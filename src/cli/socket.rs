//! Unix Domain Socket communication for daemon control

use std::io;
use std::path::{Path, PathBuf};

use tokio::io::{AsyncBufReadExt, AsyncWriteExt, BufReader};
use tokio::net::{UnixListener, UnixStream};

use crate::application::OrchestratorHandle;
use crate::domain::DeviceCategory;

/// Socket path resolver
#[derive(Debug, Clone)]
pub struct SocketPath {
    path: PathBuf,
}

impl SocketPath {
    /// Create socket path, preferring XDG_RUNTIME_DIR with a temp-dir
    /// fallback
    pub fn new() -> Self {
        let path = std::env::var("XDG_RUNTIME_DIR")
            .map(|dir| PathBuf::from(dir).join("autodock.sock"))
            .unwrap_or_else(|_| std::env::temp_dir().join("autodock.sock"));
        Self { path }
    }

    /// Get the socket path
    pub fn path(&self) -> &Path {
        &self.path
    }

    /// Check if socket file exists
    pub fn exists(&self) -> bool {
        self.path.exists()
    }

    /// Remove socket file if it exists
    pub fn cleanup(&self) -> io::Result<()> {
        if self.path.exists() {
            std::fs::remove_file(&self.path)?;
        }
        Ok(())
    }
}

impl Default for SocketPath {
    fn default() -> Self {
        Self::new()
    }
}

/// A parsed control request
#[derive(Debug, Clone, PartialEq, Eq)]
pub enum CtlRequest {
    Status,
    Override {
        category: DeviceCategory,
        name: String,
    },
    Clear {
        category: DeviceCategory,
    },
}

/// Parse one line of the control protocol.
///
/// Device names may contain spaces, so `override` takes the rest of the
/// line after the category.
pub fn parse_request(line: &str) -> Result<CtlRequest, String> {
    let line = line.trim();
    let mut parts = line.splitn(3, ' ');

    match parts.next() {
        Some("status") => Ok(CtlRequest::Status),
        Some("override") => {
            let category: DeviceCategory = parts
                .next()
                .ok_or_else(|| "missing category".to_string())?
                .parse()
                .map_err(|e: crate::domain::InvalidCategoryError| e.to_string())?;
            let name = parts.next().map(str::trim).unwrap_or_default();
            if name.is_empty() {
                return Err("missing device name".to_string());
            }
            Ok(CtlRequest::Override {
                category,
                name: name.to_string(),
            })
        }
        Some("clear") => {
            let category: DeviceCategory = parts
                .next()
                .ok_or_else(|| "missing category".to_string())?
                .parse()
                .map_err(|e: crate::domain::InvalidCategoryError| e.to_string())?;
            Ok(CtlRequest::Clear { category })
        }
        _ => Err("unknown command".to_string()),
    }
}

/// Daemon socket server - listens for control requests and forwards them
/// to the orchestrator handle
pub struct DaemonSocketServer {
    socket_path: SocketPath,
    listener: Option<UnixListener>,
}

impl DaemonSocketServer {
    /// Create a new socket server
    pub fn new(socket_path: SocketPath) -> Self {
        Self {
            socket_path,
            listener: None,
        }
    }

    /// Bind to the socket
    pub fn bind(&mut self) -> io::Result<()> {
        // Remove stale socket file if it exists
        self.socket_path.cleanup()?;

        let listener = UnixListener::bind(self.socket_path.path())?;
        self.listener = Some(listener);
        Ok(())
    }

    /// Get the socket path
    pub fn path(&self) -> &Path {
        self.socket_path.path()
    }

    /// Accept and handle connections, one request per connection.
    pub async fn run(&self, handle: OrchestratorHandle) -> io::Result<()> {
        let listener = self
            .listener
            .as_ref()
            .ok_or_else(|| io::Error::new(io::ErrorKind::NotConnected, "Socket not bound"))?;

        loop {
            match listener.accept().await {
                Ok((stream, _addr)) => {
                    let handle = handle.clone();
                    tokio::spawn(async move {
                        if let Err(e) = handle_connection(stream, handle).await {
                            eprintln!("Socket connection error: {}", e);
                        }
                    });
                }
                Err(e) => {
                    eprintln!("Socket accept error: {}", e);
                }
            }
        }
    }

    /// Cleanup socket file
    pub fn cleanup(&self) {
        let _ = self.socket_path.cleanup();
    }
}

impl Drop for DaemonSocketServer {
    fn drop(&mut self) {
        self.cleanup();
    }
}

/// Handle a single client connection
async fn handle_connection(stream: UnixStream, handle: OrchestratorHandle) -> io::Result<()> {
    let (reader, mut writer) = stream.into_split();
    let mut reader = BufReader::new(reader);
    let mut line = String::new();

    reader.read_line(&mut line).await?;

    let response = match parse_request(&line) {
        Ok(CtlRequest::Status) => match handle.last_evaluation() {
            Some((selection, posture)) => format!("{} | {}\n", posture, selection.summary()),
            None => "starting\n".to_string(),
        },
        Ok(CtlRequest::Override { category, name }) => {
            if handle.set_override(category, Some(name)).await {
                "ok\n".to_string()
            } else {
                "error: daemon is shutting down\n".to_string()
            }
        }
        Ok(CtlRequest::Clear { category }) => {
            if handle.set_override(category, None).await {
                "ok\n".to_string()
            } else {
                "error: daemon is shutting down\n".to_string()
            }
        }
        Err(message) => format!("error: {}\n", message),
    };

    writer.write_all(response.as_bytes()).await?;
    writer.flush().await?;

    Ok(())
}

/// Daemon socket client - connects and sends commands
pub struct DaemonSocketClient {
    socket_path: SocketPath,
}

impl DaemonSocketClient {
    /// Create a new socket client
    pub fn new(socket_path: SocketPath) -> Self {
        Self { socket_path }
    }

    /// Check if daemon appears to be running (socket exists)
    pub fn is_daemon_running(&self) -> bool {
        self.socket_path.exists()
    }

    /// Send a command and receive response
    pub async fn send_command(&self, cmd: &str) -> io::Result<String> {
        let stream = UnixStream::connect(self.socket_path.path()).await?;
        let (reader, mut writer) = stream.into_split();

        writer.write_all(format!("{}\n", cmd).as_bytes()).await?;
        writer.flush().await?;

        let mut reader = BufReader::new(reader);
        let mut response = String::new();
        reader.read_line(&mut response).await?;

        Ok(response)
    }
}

§ WORK TASK
From the listing above, pick out every line containing "SocketPath".

§ EXERCISE RESPONSE
pub struct SocketPath {
impl SocketPath {
impl Default for SocketPath {
    socket_path: SocketPath,
    pub fn new(socket_path: SocketPath) -> Self {
    socket_path: SocketPath,
    pub fn new(socket_path: SocketPath) -> Self {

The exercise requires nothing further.